Too often in stan culture, particularly for seemingly queer-coded songs, does a certain word get used that I feel panders to two-dimensional cliches, thereby abandoning any responsibility to clarity that we have, not only as communicators but also that I have as your friendly P.TV writer proselytising about Eurovision. And yet with this in mind and, in fact, in spite of it, I feel obliged to say: MOOOOOOOOD.

But seriously, this one-man duet is literally me when I’m arguing with my internal monologue over the pettiest shit. Jaques Houdek can nail two genres simultaneously and he wants the whole of Europe to know it.

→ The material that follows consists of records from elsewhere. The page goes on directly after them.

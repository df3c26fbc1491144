use solana_client::client_error::ClientError;
use solana_sdk::pubkey::ParsePubkeyError;
use thiserror::Error;

/// Defines the error types for Solana-side marketplace operations.
///
/// RPC and API failures pass through unmodified; there is no retry or
/// rollback at this layer.
#[derive(Error, Debug)]
pub enum SolanaError {
    #[error(transparent)]
    Core(#[from] bazaar_core::Error),

    #[error(transparent)]
    Api(#[from] bazaar_api::ApiError),

    #[error("rpc client error: {0}")]
    Client(#[from] ClientError),

    #[error("signer error: {0}")]
    Signer(String),

    #[error("invalid public key: {0}")]
    Pubkey(#[from] ParsePubkeyError),

    #[error("instruction encoding failed: {0}")]
    Encode(String),
}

It’s hard to know which is more extra – the opera guy or the so-called “pop” guy. Either way, listening this cacophony of Italian opera and orchestral English pop is like riding a rollercoaster inside of my iPod from 2009. It’s over-the-top, it’s tacky, it’s catchy, but above all, it’s a straight-up bop.

2. Lordi – “Hard Rock Hallelujah” (Finland 2006)

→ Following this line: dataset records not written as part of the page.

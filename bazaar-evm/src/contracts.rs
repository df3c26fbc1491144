//! Marketplace contract interfaces and the address registry.
//!
//! The interfaces are versioned external contracts; only the entry points
//! the SDK actually calls are declared. Addresses differ per deployment,
//! so the registry is populated by the caller at client construction.

use crate::error::EvmError;
use alloy_primitives::Address;
use alloy_sol_types::sol;
use std::collections::HashMap;
use std::fmt;

sol! {
    /// The subset of ERC-20 used for non-native auction bids.
    interface IErc20 {
        function approve(address spender, uint256 amount) external returns (bool ok);
    }

    /// The subset of ERC-721 the handlers call. Approval entry points are
    /// shared with ERC-1155 (identical signatures and selectors).
    interface IErc721 {
        function isApprovedForAll(address owner, address operator) external view returns (bool approved);
        function setApprovalForAll(address operator, bool approved) external;
        function transferFrom(address from, address to, uint256 tokenId) external;
        function burn(uint256 tokenId) external;
    }

    /// The subset of ERC-1155 the handlers call.
    interface IErc1155 {
        function isApprovedForAll(address account, address operator) external view returns (bool approved);
        function setApprovalForAll(address operator, bool approved) external;
        function safeTransferFrom(address from, address to, uint256 id, uint256 amount, bytes data) external;
        function burn(address account, uint256 id, uint256 amount) external;
    }

    /// The fixed-price sale contract.
    interface ISale {
        function buy(
            address token,
            uint256 tokenId,
            address payToken,
            uint256 amount,
            uint256 selling,
            address owner,
            bytes signature
        ) external payable;
        function buyWithVoucher(
            address token,
            uint256 tokenId,
            address payToken,
            uint256 amount,
            uint256 selling,
            address owner,
            bytes signature,
            bytes voucher
        ) external payable;
        function cancel(address token, uint256 tokenId) external;
    }

    /// Tracks per-(token, tokenId, owner) sale nonces; the next nonce is
    /// the raw id of the next sale.
    interface ISaleNonceHolder {
        function getNonce(address token, uint256 tokenId, address owner) external view returns (uint256 nonce);
    }

    /// The auction contract.
    interface IAuction {
        function createAuction(
            address token,
            uint256 tokenId,
            address payToken,
            uint256 minBid,
            uint256 startTime,
            uint256 endTime
        ) external;
        function getAuctionId(address token, uint256 tokenId, address owner) external view returns (uint256 auctionId);
        function placeBid(uint256 auctionId, uint256 amount) external payable;
        function cancelAuction(uint256 auctionId) external;
        function endAuction(uint256 auctionId) external;
    }

    /// Batch distribution of editions to a recipient list.
    interface IAirdrop {
        function airdrop(address token, uint256[] tokenIds, address[] recipients) external;
    }
}

/// The marketplace contract roles a deployment provides per chain.
#[derive(Debug, Clone, Copy, PartialEq, Eq, Hash)]
pub enum ContractKind {
    Erc721Sale,
    Erc1155Sale,
    Erc721SaleNonceHolder,
    Erc1155SaleNonceHolder,
    Erc721Auction,
    Erc1155Auction,
    Erc721Airdrop,
    Erc1155Airdrop,
    TransferProxy,
}

impl fmt::Display for ContractKind {
    fn fmt(&self, f: &mut fmt::Formatter<'_>) -> fmt::Result {
        let s = match self {
            ContractKind::Erc721Sale => "ERC721_SALE",
            ContractKind::Erc1155Sale => "ERC1155_SALE",
            ContractKind::Erc721SaleNonceHolder => "ERC721_SALE_NONCE_HOLDER",
            ContractKind::Erc1155SaleNonceHolder => "ERC1155_SALE_NONCE_HOLDER",
            ContractKind::Erc721Auction => "ERC721_AUCTION",
            ContractKind::Erc1155Auction => "ERC1155_AUCTION",
            ContractKind::Erc721Airdrop => "ERC721_AIRDROP",
            ContractKind::Erc1155Airdrop => "ERC1155_AIRDROP",
            ContractKind::TransferProxy => "TRANSFER_PROXY",
        };
        write!(f, "{s}")
    }
}

/// The deployment's contract addresses, keyed by role.
///
/// Built once at client construction; lookups for unregistered roles fail
/// with [`EvmError::MissingContract`].
#[derive(Debug, Clone, Default)]
pub struct ContractRegistry {
    addresses: HashMap<ContractKind, Address>,
}

impl ContractRegistry {
    pub fn new() -> Self {
        Self::default()
    }

    pub fn with(mut self, kind: ContractKind, address: Address) -> Self {
        self.addresses.insert(kind, address);
        self
    }

    pub fn address(&self, kind: ContractKind) -> Result<Address, EvmError> {
        self.addresses
            .get(&kind)
            .copied()
            .ok_or(EvmError::MissingContract(kind))
    }
}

Finland has the most death metal bands per capita according to Encyclopedia Metallum, with 730 bands per 1 million people. So it surprised no one (OK, maybe a few of us) when they entered a Christian metal band kitted out with hoofs and prosthetic archangel wings back in 2006. It’s somehow even less surprising that Lordi actually won.

“Hard Rock Hallelujah” is exactly what it sounds like. An orc-looking creature got on stage and literally started preaching the gospel to the tune of guitar thrashing. The chorus is amazing: “Rock ‘n roll angels bring thyn hard rock hallelujah / In God’s creation supernatural high.” The verses are even better, if you’re brave enough to listen.

But it’s when Mr Lordi’s archangelic wings begin to spread from his back, while the keyboardist wails into the air as if he’s banging the keys with his final pulse, that the energy reaches a climax. The verses are great, the chorus is infectious, but it’s hearing the whole damn stadium belt out the three words “Hard Rock, Hallelujah” which got me praising God and Satan at the same time.

1. Verka Serduchka – “Dancing Lasha Tumbai” (Ukraine 2007)

You don’t have to be a Eurovision superfan to know this was coming. The glitziest, the the wildest, the mosts iconic – Verka Serduchka. Verka is Ukraine’s answer to Dame Edna, if Dame Edna wasn’t played by someone accused of being a racist, misogynistic homophobe who uses drag to make transphobic jokes. But I digress.

“Dancing Lasha Tumbai” was an instant classic because it paired the hypnotic rhythms of Europop at its trashiest with whimsical phrases delivered in hammed up campy accents in German, English, Russian and… Mongolian?

When it was entered, the song’s writers said the song’s name meant “whipped cream” in Mongolian. But there’s no such word as Lasha Tumba in Mongolian or any other language. Most fans would argue it was a creative way to say “Russia goodbye” while skirting the competition’s strict no-politics rule. The song was released a few years after widespread protests ousted a pro-Russian government, after all.

But the song would be nothing without its staging. Watching a middle-aged glamourpuss hobble strut around the stage and booty-slap camp, bodyguard-looking dancers and Eastern European belle singers is the epitome of Eurovision.

“Dancing Lasha Tumbai” may have come second in 2007, but fans will remember it as the most batshit entry of all time.